Hunting for gems in the Offshore & Marine sector

Being well known by my peers as a 'constraint' value investor, i stand now on the streets of the Offshore & Marine industry as a crowd of investors runs pass me. I smell blood and i like it. 
With OPEC stuck in a political conundrum and oil prices tumbling down from recent highs, it is no surprise that investors/ traders fear for their (O&M) investments/positions. 
Yet suggestions by sector analysts and commentators that not all O&M companies would bear the brunt of this oil rout had to some extent been ignored as investors reduce their exposure to the industry. 
Industry experts who are still upbeat are saying that the current low share prices offer an opportunity for bargain-hunting. 

So what do constraint investors like me look out for? How does one know which of the O&M companies can potentially provide attractive returns beyond the short-term? These are 4 key tips that investors could look at to help them make more astute decisions. 

Tip ONE: 
Screen out companies with strong balance sheet; such that they would be well-placed to weather the storm should project inflows dry up or profit margins diminishes. It would be ideal if the firm has a strong cash position. In the O&M industry, new build contract may be honoured while some speculators may be driven out of business. This may result in asset-sale frenzy at slashed prices towards the middle of 2015, if oil prices remain weak. Cash rich O&M companies can then turn this slump into an advantageous position by picking up bargains so as to drive their top-lines and expand their businesses. 

Tip TWO:
Not all O&M companies are the same, the trick is to identify the segment of oil and gas activities that the company is involved in. For example, companies handling deepwater and ultra deepwater projects (Ezra) may certainly need oil prices to be as high as US$70 per barrel to break-even and should oil prices hover around this range or fall further, capital expenditure for future deepwater projects may be scaled down. But it is also important to note that existing deepwater projects may be spared the negative effects of the oil slump.

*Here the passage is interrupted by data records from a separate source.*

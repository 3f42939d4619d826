// Licensed under the Apache-2.0 license

use fw_trust_builder::hash::{self, HashAlgorithm};
use fw_trust_builder::keygen::{read_private_key, read_public_key, write_key_files};
use fw_trust_builder::{
    append_validation_data, find_validation_block, parse_magic_value, sign, sign_image, verify,
    AppendRequest, FlashContainer, KeyPair, PublicKeyFormat, SignatureAlgorithm, TrustError,
};

const MAGIC: &str = "0x281ee6de,0x86518483,79362";

fn sample_image() -> FlashContainer {
    let mut image = FlashContainer::new();
    let code: Vec<u8> = (0..=255u8).cycle().take(0x1234).collect();
    image.insert_segment(0x0, &code).unwrap();
    // A second segment on the far side of a 64 KiB boundary.
    image.insert_segment(0x1_0000, b"vector table").unwrap();
    image
}

#[test]
fn test_ecdsa_end_to_end() {
    let dir = tempfile::tempdir().unwrap();
    let private = dir.path().join("private.pem");
    let public = dir.path().join("public.pem");
    let input = dir.path().join("zephyr.hex");
    let output_hex = dir.path().join("signed.hex");
    let output_bin = dir.path().join("signed.bin");

    let algorithm = SignatureAlgorithm::EcdsaP256Sha256;
    write_key_files(
        &KeyPair::generate(algorithm),
        &private,
        Some(&public),
        PublicKeyFormat::Pem,
    )
    .unwrap();
    sample_image().write_hex(&input).unwrap();

    let image = FlashContainer::load(&input).unwrap();
    let digest = hash::digest_container(&image, HashAlgorithm::Sha256);
    let key = read_private_key(&private, algorithm).unwrap();
    let record = sign(&key, algorithm, &digest).unwrap();
    let public_key = read_public_key(&public, algorithm).unwrap();

    let magic = parse_magic_value(MAGIC).unwrap();
    let outcome = append_validation_data(&AppendRequest {
        input: &image,
        public_key: &public_key,
        signature: &record.signature,
        magic,
        offset: None,
        output_hex: Some(&output_hex),
        output_bin: Some(&output_bin),
        verify: true,
    })
    .unwrap();
    assert_eq!(outcome.offset, 0x1_000c);
    assert_eq!(outcome.block.to_bytes().len(), 140);

    let binary = std::fs::read(&output_bin).unwrap();
    let (position, block) = find_validation_block(&binary, magic, algorithm)
        .unwrap()
        .unwrap();
    assert_eq!(position, 0x1_000c);
    let embedded_key = block.public_key(algorithm).unwrap();
    assert_eq!(embedded_key, public_key);
    assert!(verify(&embedded_key, &image.to_binary(), &block.signature).unwrap());

    let signed_hex = FlashContainer::load(&output_hex).unwrap();
    assert_eq!(signed_hex.to_binary(), binary);
}

#[test]
fn test_ed25519_end_to_end_raw_public_key() {
    let dir = tempfile::tempdir().unwrap();
    let private = dir.path().join("private.pem");
    let public = dir.path().join("public.raw");
    let output_hex = dir.path().join("signed.hex");

    let algorithm = SignatureAlgorithm::Ed25519Sha512;
    write_key_files(
        &KeyPair::generate(algorithm),
        &private,
        Some(&public),
        PublicKeyFormat::Raw,
    )
    .unwrap();
    assert_eq!(std::fs::read(&public).unwrap().len(), 32);

    let image = sample_image();
    let key = read_private_key(&private, algorithm).unwrap();
    let record = sign_image(&key, algorithm, &image.to_binary()).unwrap();
    let public_key = read_public_key(&public, algorithm).unwrap();

    let outcome = append_validation_data(&AppendRequest {
        input: &image,
        public_key: &public_key,
        signature: &record.signature,
        magic: parse_magic_value(MAGIC).unwrap(),
        offset: Some(0x2_0000),
        output_hex: Some(&output_hex),
        output_bin: None,
        verify: true,
    })
    .unwrap();
    assert_eq!(outcome.offset, 0x2_0000);
    assert_eq!(outcome.block.to_bytes().len(), 108);

    let signed = FlashContainer::load(&output_hex).unwrap();
    assert_eq!(
        signed.read(0x2_0000, 108),
        Some(outcome.block.to_bytes().as_slice())
    );
}

#[test]
fn test_tampered_image_fails_verification() {
    let algorithm = SignatureAlgorithm::Ed25519Sha512;
    let pair = KeyPair::generate(algorithm);
    let image = sample_image();
    let record = sign_image(&pair.private_key, algorithm, &image.to_binary()).unwrap();

    let mut tampered = image.to_binary();
    tampered[0x100] ^= 0x01;
    assert!(!verify(&pair.public_key, &tampered, &record.signature).unwrap());

    let dir = tempfile::tempdir().unwrap();
    let output_bin = dir.path().join("signed.bin");
    let tampered = FlashContainer::from_binary(&tampered, 0).unwrap();
    let result = append_validation_data(&AppendRequest {
        input: &tampered,
        public_key: &pair.public_key,
        signature: &record.signature,
        magic: parse_magic_value(MAGIC).unwrap(),
        offset: None,
        output_hex: None,
        output_bin: Some(&output_bin),
        verify: true,
    });
    assert!(matches!(result, Err(TrustError::VerificationFailure)));
    assert!(!output_bin.exists());
}

#[test]
fn test_append_leaves_no_output_when_a_write_fails() {
    let algorithm = SignatureAlgorithm::Ed25519Sha512;
    let pair = KeyPair::generate(algorithm);
    let image = sample_image();
    let record = sign_image(&pair.private_key, algorithm, &image.to_binary()).unwrap();

    let dir = tempfile::tempdir().unwrap();
    let output_hex = dir.path().join("out.hex");
    let output_bin = dir.path().join("out.bin");
    std::fs::create_dir(&output_bin).unwrap();

    let result = append_validation_data(&AppendRequest {
        input: &image,
        public_key: &pair.public_key,
        signature: &record.signature,
        magic: parse_magic_value(MAGIC).unwrap(),
        offset: None,
        output_hex: Some(&output_hex),
        output_bin: Some(&output_bin),
        verify: true,
    });
    assert!(matches!(result, Err(TrustError::Io { .. })));
    assert!(!output_hex.exists());
}
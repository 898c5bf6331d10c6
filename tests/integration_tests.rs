use httpmock::prelude::*;
use product_report::core::ReportWriter;
use product_report::{ProductReportPipeline, ReportEngine, ReportError, SourceSettings};
use std::sync::Arc;
use tokio::sync::Mutex;

#[derive(Clone, Default)]
struct CapturingWriter {
    output: Arc<Mutex<String>>,
}

impl CapturingWriter {
    async fn contents(&self) -> String {
        self.output.lock().await.clone()
    }
}

impl ReportWriter for CapturingWriter {
    async fn write_report(&self, report: &str) -> product_report::Result<()> {
        self.output.lock().await.push_str(report);
        Ok(())
    }
}

fn engine_for(
    server: &MockServer,
    path: &str,
    writer: CapturingWriter,
) -> ReportEngine<ProductReportPipeline<CapturingWriter, SourceSettings>> {
    let settings = SourceSettings::new(server.url(path)).with_timeout_seconds(5);
    ReportEngine::new(ProductReportPipeline::new(writer, settings).unwrap())
}

#[tokio::test]
async fn test_end_to_end_report() -> anyhow::Result<()> {
    let server = MockServer::start();
    let api_mock = server.mock(|when, then| {
        when.method(GET).path("/products");
        then.status(200)
            .header("Content-Type", "application/json")
            .json_body(serde_json::json!([
                {"name": "Banana", "domestic": true, "price": 2, "description": "Yellow fruit", "weight": 120},
                {"name": "Espresso beans", "domestic": false, "price": 10.35, "description": "Dark roasted arabica", "weight": 250},
                {"name": "apple", "domestic": true, "price": 1.5, "description": "Red"},
                {"name": "Cheddar", "domestic": false, "price": 4.2, "description": "Aged 12 months", "weight": 500}
            ]));
    });

    let writer = CapturingWriter::default();
    let engine = engine_for(&server, "/products", writer.clone());

    let rendered = engine.run().await?;

    api_mock.assert();
    let expected = "\
. Domestic
... apple
   Price: $1,5
   Red...
   Weight: N/A
... Banana
   Price: $2,0
   Yellow fru...
   Weight: 120g
. Imported
... Cheddar
   Price: $4,2
   Aged 12 mo...
   Weight: 500g
... Espresso beans
   Price: $10,4
   Dark roast...
   Weight: 250g
Domestic cost: $3,5
Imported cost: $14,6
Domestic count: 2
Imported count: 2
";
    assert_eq!(rendered, expected);
    assert_eq!(writer.contents().await, expected);
    Ok(())
}

#[tokio::test]
async fn test_empty_product_list() -> anyhow::Result<()> {
    let server = MockServer::start();
    server.mock(|when, then| {
        when.method(GET).path("/empty");
        then.status(200).json_body(serde_json::json!([]));
    });

    let writer = CapturingWriter::default();
    engine_for(&server, "/empty", writer.clone()).run().await?;

    let output = writer.contents().await;
    assert!(output.contains("Domestic cost: $0,0\n"));
    assert!(output.contains("Imported count: 0\n"));
    Ok(())
}

#[tokio::test]
async fn test_error_status_is_fetch_error_and_writes_nothing() {
    let server = MockServer::start();
    let api_mock = server.mock(|when, then| {
        when.method(GET).path("/failed");
        then.status(500);
    });

    let writer = CapturingWriter::default();
    let result = engine_for(&server, "/failed", writer.clone()).run().await;

    api_mock.assert_hits(1);
    match result {
        Err(ReportError::FetchError { status, .. }) => assert_eq!(status, Some(500)),
        other => panic!("expected FetchError, got {:?}", other),
    }
    assert!(writer.contents().await.is_empty());
}

#[tokio::test]
async fn test_not_found_is_not_retried() {
    let server = MockServer::start();
    let api_mock = server.mock(|when, then| {
        when.method(GET).path("/missing");
        then.status(404);
    });

    let result = engine_for(&server, "/missing", CapturingWriter::default())
        .run()
        .await;

    api_mock.assert_hits(1);
    assert!(matches!(result, Err(ReportError::FetchError { .. })));
}

#[tokio::test]
async fn test_malformed_body_is_parse_error_and_writes_nothing() {
    let server = MockServer::start();
    server.mock(|when, then| {
        when.method(GET).path("/object");
        then.status(200)
            .json_body(serde_json::json!({"products": []}));
    });

    let writer = CapturingWriter::default();
    let result = engine_for(&server, "/object", writer.clone()).run().await;

    assert!(matches!(result, Err(ReportError::ParseError { .. })));
    assert!(writer.contents().await.is_empty());
}

#[tokio::test]
async fn test_missing_required_field_is_parse_error() {
    let server = MockServer::start();
    server.mock(|when, then| {
        when.method(GET).path("/products");
        then.status(200).json_body(serde_json::json!([
            {"name": "Banana", "price": 2, "description": "Yellow fruit"}
        ]));
    });

    let result = engine_for(&server, "/products", CapturingWriter::default())
        .run()
        .await;

    assert!(matches!(result, Err(ReportError::ParseError { .. })));
}

#[tokio::test]
async fn test_unreachable_endpoint_is_fetch_error() {
    // Nothing listens on port 1.
    let settings = SourceSettings::new("http://127.0.0.1:1/products").with_timeout_seconds(2);
    let writer = CapturingWriter::default();
    let engine = ReportEngine::new(ProductReportPipeline::new(writer.clone(), settings).unwrap());

    let result = engine.run().await;

    assert!(matches!(
        result,
        Err(ReportError::FetchError { status: None, .. })
    ));
    assert!(writer.contents().await.is_empty());
}

#[tokio::test]
async fn test_price_total_overflow_is_parse_error_and_writes_nothing() {
    let server = MockServer::start();
    server.mock(|when, then| {
        when.method(GET).path("/products");
        then.status(200).json_body(serde_json::json!([
            {"name": "Yacht", "domestic": true, "price": 7e28, "description": "Very large"},
            {"name": "Island", "domestic": true, "price": 7e28, "description": "Also large"}
        ]));
    });

    let writer = CapturingWriter::default();
    let result = engine_for(&server, "/products", writer.clone()).run().await;

    assert!(matches!(result, Err(ReportError::ParseError { .. })));
    assert!(writer.contents().await.is_empty());
}

#[tokio::test]
async fn test_negative_zero_weight_renders_as_zero() -> anyhow::Result<()> {
    let server = MockServer::start();
    server.mock(|when, then| {
        when.method(GET).path("/products");
        then.status(200).json_body(serde_json::json!([
            {"name": "Feather", "domestic": false, "price": 1, "description": "Light", "weight": -0.0}
        ]));
    });

    let rendered = engine_for(&server, "/products", CapturingWriter::default())
        .run()
        .await?;

    assert!(rendered.contains("   Weight: 0g\n"));
    assert!(!rendered.contains("-0g"));
    Ok(())
}
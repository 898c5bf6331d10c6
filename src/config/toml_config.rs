use crate::config::{SourceSettings, DEFAULT_TIMEOUT_SECONDS};
use crate::utils::error::{ReportError, Result};
use crate::utils::validation::Validate;
use regex::Regex;
use serde::Deserialize;
use std::path::Path;

#[derive(Debug, Clone, Deserialize)]
pub struct FileConfig {
    pub source: SourceConfig,
}

#[derive(Debug, Clone, Deserialize)]
pub struct SourceConfig {
    pub endpoint: String,
    pub timeout_seconds: Option<u64>,
}

impl FileConfig {
    pub fn from_file<P: AsRef<Path>>(path: P) -> Result<Self> {
        let content = std::fs::read_to_string(&path).map_err(|e| ReportError::ConfigError {
            message: format!(
                "cannot read config file '{}': {}",
                path.as_ref().display(),
                e
            ),
        })?;
        Self::from_toml_str(&content)
    }

    /// Parses TOML after replacing `${VAR}` references with environment values.
    /// Unset variables are left as written.
    pub fn from_toml_str(content: &str) -> Result<Self> {
        let processed_content = Self::substitute_env_vars(content)?;

        toml::from_str(&processed_content).map_err(|e| ReportError::ConfigError {
            message: format!("TOML parsing error: {}", e),
        })
    }

    fn substitute_env_vars(content: &str) -> Result<String> {
        let re = Regex::new(r"\$\{([^}]+)\}").map_err(|e| ReportError::ConfigError {
            message: format!("invalid substitution pattern: {}", e),
        })?;

        let result = re.replace_all(content, |caps: &regex::Captures| {
            let var_name = &caps[1];
            std::env::var(var_name).unwrap_or_else(|_| format!("${{{}}}", var_name))
        });

        Ok(result.to_string())
    }

    pub fn into_settings(self) -> SourceSettings {
        SourceSettings::new(self.source.endpoint).with_timeout_seconds(
            self.source
                .timeout_seconds
                .unwrap_or(DEFAULT_TIMEOUT_SECONDS),
        )
    }
}

impl Validate for FileConfig {
    fn validate(&self) -> Result<()> {
        self.clone().into_settings().validate()
    }
}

Cancellations of such big projects are difficult due to their sheer scale and magnitude. And for those that are already well under-way, meaning the bulk of investments had already been made, incremental spending in later stage would have higher return rates. On the flip slide, Companies that handle shallow water projects (Marco Polo) , need oil price at about US$25-$50 per barrel to stay profitable and so O&M companies involved in more shallow water projects are likely to be more resistant. 

Tip THREE:
Much of the fear over O&M companies arising out of the oil price rout is that they will be deprived of new businesses if oil companies scale back their exploration and production spending. Therefore, a company with significant order book that stretch well into 2016 and beyond (Sembcorp Marine) has a higher chance of withstanding the tough external environment.
For offshore logistics companies (Ezion), instead of looking at order books, we look at their charters. Those which have secured long- term charter contracts should be assured of a decent pipeline of business over this period. 

Tip FOUR: 
Last but certainly not the least, it is important to determine the exposure of the companies. If the firms have exposure to regional and cabotage markets, they could still be in a favourable position for strong business. International oil majors may already be cutting back some of their exploration and production spending- a trend that was highlighted by analysts earlier this year- but national oil companies, which have a wider obligation of producing for national consumption and revenue purposes, are likely to continue with their E&P spending. Firms with explicit exposure to cabotage markets are by nature already in an advantageous position, as they operate in a protected environment. So firm with exposure to regional cabotage markets, such as Indonesia will be in an advantageous position.

Practice independent thinking:
I believe that oil prices will in the next 1-2 years will raise back to the $90-$100 levels, this could happen as soon as mid of next year when the OPEC meets again in June 2015; perhaps the shale oil produces will meet as well to reduce supply. Countries like North America, China, India & emerging nations economic growth could spike up again, driving oil prices up. Regardless of the reason, in my opinion this is the right time to grab up some good O&M companies; doing so is like buying a cheap non expiring call option on oil, which is good for any investment portfolio.        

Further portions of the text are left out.